//! Error types
use crate::scanner::TerminalCode;

/// Failure of a single AT command
#[derive(Copy, Clone, Debug, PartialEq, Eq)]
#[cfg_attr(feature = "defmt", derive(defmt::Format))]
pub enum CommandError {
    /// Module responded with a terminal code other than OK
    Terminal(TerminalCode),

    /// No terminal code was received in time. The module may still respond later.
    Timeout,

    /// Response exceeded the response buffer
    BufferOverflow,

    /// Serial port rejected the transmission or did not complete it in time
    WriteFailed,

    /// Response was terminated by OK, but did not contain the expected content
    UnexpectedResponse,
}

/// Errors returned by the [TransportManager](crate::TransportManager)
#[derive(Copy, Clone, Debug, PartialEq, Eq)]
#[cfg_attr(feature = "defmt", derive(defmt::Format))]
pub enum Error {
    /// Module has not been opened
    NotOpen,

    /// Module is already open
    AlreadyOpen,

    /// Invalid argument, e.g. slot index out of range or string too long
    BadParameter,

    /// Configuration of a serial port failed
    SerialOpenFailed,

    /// A command failed or the module responded unexpectedly
    ModuleCommError(CommandError),

    /// Operation requires an access point connection
    NotJoined,

    /// All socket slots are in use
    NoFreeSocketSlot,

    /// Module rejected the socket creation
    SocketCreateFailed,

    /// Data channel could not be switched to the requested socket
    ChangeSocketFailed,

    /// TX or RX path could not be acquired in time
    MutexTimeout,

    /// No data could be transferred before the timeout expired
    SocketTimeout,

    /// Socket is not in the state required by the operation
    BadSocketState,

    /// No certificate profile matches the TLS peer
    CertificateNotFound,
}

impl From<CommandError> for Error {
    fn from(error: CommandError) -> Self {
        Error::ModuleCommError(error)
    }
}

impl embedded_io::Error for Error {
    fn kind(&self) -> embedded_io::ErrorKind {
        match self {
            Error::BadParameter => embedded_io::ErrorKind::InvalidInput,
            Error::SocketTimeout | Error::MutexTimeout => embedded_io::ErrorKind::TimedOut,
            Error::NotJoined | Error::BadSocketState => embedded_io::ErrorKind::NotConnected,
            _ => embedded_io::ErrorKind::Other,
        }
    }
}

impl embedded_nal::TcpError for Error {
    fn kind(&self) -> embedded_nal::TcpErrorKind {
        match self {
            Error::BadSocketState => embedded_nal::TcpErrorKind::PipeClosed,
            _ => embedded_nal::TcpErrorKind::Other,
        }
    }
}

/// Non-fatal errors reported asynchronously by the receive path
#[derive(Copy, Clone, Debug, PartialEq, Eq)]
#[cfg_attr(feature = "defmt", derive(defmt::Format))]
pub enum ErrorEvent {
    /// Received byte was dropped, as the socket queue is full
    SocketQueueOverflow { slot: usize },

    /// Module response exceeded the response buffer
    ResponseBufferOverflow,
}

______________________________

TASK ITEM ::
Of the lines in the listing above, count those containing the word "could", and state the count alone.

EXERCISE RESPONSE ::
3